Task to carry out
Among the records below, which lines contain the string "Header"? Report them.

Data shown
=== Section Start ===
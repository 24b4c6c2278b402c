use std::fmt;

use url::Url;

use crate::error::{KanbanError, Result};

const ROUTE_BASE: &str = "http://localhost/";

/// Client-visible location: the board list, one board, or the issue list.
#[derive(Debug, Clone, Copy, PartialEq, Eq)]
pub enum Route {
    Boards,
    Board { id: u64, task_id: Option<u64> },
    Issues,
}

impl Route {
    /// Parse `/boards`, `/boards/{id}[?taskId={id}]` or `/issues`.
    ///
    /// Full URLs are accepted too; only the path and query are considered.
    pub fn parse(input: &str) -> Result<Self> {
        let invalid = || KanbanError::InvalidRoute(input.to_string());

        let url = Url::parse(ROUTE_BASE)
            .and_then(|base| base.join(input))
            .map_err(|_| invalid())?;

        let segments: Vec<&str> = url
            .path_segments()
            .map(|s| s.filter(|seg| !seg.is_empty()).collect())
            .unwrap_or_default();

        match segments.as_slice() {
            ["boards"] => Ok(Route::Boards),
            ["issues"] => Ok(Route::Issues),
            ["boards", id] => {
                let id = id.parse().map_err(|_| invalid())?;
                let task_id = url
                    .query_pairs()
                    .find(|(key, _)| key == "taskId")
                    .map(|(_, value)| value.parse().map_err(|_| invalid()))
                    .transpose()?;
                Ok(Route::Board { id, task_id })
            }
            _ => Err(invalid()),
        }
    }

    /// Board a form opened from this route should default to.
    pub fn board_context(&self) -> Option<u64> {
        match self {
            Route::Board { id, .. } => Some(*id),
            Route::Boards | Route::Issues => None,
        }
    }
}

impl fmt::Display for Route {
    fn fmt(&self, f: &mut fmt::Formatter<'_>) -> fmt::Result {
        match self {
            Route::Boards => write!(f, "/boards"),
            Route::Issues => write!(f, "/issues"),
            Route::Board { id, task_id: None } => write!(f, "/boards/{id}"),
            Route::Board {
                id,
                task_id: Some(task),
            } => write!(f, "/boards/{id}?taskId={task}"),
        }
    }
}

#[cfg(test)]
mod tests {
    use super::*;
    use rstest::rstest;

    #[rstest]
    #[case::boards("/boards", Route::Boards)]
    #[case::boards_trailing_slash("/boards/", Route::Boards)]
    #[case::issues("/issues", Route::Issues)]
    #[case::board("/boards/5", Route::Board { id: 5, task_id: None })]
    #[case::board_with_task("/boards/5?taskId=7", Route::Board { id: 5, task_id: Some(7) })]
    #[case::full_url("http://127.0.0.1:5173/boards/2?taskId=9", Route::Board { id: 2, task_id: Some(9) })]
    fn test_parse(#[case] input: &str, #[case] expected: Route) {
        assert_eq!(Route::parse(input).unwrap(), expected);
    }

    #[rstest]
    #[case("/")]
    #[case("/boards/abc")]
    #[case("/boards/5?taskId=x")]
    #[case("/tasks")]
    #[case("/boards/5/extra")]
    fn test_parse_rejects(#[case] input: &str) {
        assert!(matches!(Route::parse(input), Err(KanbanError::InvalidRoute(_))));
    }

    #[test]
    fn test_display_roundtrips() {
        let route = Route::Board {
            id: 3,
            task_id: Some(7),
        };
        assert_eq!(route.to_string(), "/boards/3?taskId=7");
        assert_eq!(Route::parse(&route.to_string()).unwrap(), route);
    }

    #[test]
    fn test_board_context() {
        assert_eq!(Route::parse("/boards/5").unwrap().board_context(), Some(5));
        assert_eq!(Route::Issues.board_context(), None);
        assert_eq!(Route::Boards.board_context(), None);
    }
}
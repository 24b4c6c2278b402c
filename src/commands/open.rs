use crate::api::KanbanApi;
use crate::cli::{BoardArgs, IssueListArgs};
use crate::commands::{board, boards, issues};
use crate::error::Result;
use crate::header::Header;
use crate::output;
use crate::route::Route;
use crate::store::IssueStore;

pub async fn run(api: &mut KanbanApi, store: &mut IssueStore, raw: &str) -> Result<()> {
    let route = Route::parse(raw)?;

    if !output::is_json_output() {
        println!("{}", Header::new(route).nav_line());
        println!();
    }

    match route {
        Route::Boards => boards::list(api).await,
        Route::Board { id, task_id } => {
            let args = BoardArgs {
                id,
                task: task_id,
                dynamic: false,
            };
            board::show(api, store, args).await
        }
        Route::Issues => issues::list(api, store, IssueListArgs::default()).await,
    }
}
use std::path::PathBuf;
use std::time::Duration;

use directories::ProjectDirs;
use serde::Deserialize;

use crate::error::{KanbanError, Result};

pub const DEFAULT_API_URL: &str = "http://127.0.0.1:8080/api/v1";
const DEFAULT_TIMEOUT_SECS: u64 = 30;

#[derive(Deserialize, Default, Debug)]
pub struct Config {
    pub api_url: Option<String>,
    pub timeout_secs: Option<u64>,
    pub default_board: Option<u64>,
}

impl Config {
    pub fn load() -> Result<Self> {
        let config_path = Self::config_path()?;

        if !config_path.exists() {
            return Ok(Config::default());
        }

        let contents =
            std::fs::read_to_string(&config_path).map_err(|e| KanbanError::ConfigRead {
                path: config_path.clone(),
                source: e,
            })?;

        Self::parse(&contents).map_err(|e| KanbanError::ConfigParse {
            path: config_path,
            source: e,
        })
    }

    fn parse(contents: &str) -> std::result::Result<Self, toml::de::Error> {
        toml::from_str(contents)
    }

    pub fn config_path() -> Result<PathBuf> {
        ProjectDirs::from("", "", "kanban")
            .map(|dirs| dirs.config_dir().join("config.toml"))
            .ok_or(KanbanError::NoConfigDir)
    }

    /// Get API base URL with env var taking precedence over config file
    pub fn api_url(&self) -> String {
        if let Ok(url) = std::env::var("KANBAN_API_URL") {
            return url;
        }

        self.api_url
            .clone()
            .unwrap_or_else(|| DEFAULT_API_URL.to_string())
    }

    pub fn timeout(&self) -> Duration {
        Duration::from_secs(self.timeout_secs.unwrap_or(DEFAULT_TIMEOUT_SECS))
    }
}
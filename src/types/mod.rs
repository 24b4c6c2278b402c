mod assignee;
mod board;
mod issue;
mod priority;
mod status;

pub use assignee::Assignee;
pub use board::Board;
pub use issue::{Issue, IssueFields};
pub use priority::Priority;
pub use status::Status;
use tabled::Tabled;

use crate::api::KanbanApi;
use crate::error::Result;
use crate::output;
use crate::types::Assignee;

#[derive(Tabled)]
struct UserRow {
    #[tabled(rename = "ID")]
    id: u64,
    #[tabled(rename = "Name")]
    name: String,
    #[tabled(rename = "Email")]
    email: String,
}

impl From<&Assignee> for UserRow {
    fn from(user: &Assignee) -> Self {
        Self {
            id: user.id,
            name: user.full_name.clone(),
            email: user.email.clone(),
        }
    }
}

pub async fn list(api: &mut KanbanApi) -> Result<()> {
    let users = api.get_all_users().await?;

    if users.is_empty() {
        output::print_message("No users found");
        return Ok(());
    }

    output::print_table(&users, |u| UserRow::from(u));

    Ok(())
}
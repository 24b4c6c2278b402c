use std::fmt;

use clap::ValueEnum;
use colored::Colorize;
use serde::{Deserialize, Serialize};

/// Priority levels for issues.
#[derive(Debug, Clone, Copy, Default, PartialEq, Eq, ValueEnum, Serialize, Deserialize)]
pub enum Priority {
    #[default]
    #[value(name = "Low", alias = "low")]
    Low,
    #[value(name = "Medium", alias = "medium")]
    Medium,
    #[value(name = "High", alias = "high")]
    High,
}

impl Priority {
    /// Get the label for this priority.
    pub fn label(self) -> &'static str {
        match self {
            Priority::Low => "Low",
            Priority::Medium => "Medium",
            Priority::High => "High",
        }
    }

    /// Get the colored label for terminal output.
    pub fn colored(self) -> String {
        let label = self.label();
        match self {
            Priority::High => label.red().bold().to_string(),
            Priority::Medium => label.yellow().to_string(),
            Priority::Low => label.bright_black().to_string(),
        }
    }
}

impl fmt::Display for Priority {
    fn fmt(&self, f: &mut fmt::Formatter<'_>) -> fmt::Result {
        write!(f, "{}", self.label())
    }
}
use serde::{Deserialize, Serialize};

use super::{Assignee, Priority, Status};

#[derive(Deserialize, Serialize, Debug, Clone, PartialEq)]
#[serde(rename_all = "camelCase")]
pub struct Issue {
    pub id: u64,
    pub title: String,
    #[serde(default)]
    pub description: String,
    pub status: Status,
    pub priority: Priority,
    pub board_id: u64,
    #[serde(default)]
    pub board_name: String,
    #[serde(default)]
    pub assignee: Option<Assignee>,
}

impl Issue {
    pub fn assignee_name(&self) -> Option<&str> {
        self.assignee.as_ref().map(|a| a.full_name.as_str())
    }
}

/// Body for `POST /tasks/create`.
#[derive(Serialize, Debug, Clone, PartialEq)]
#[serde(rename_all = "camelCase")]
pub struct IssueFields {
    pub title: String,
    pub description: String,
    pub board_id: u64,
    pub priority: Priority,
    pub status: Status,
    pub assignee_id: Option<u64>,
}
=== Section End ===
=== Section Start ===
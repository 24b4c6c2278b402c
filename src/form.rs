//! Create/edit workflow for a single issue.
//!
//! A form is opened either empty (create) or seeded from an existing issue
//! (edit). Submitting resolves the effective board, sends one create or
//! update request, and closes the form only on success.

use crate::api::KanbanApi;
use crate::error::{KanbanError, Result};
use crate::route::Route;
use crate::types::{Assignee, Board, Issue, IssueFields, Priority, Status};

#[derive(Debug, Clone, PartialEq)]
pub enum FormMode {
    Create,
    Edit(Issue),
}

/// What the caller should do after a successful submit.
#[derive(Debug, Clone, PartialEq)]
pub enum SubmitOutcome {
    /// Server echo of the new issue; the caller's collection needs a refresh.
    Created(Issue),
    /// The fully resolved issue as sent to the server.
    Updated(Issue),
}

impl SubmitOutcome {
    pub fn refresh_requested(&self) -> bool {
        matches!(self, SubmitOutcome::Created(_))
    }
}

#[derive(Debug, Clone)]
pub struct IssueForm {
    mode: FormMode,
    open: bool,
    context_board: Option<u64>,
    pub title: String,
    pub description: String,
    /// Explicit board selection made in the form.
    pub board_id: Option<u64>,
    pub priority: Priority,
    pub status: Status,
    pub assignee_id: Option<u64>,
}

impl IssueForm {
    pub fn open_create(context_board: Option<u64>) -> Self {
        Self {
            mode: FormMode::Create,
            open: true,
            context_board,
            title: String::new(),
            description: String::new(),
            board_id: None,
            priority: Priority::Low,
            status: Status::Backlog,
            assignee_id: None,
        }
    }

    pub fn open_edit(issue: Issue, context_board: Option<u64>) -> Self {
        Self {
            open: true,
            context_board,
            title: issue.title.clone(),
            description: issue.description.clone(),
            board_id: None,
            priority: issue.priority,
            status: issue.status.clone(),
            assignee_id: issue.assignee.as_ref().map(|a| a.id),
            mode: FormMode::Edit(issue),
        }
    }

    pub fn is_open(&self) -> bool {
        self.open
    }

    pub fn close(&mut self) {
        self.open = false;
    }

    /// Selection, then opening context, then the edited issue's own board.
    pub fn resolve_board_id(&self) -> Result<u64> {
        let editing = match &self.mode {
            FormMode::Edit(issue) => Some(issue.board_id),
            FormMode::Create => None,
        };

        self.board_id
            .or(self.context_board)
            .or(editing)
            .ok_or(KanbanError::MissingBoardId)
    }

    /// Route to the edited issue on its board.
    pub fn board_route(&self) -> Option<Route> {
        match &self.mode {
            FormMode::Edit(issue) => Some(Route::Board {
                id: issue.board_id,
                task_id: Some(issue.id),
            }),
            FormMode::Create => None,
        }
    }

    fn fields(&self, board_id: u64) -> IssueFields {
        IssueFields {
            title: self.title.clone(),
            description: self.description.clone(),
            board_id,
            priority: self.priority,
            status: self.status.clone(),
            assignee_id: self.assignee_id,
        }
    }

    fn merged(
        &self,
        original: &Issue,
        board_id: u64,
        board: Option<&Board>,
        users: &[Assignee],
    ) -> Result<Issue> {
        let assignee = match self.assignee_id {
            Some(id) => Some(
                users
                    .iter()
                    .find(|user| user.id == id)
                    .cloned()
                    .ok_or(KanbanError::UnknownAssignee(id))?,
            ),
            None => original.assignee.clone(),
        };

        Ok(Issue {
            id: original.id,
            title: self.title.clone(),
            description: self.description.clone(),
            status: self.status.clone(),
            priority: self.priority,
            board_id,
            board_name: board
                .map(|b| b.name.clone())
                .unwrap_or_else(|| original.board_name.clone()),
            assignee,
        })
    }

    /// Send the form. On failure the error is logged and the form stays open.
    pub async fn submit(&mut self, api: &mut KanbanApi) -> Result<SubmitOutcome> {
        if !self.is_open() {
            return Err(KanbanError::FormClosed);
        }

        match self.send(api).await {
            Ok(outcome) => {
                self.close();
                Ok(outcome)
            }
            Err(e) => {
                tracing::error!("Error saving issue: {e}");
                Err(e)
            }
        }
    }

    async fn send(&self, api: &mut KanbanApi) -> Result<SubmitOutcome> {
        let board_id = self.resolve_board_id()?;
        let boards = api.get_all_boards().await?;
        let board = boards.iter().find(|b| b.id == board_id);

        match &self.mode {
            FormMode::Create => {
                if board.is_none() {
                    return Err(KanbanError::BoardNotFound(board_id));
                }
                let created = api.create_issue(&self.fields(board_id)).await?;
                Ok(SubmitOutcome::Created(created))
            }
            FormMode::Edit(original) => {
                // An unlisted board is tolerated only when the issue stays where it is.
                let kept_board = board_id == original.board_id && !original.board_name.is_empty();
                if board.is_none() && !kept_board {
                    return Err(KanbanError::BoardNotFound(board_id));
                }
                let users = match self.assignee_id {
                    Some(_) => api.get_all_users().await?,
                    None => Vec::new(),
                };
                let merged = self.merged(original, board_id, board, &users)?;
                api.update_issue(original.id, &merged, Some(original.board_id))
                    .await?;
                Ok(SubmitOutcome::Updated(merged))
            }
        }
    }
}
=== Section End ===
Response area
use crate::header::Header;
        println!("{}", Header::new(route).nav_line());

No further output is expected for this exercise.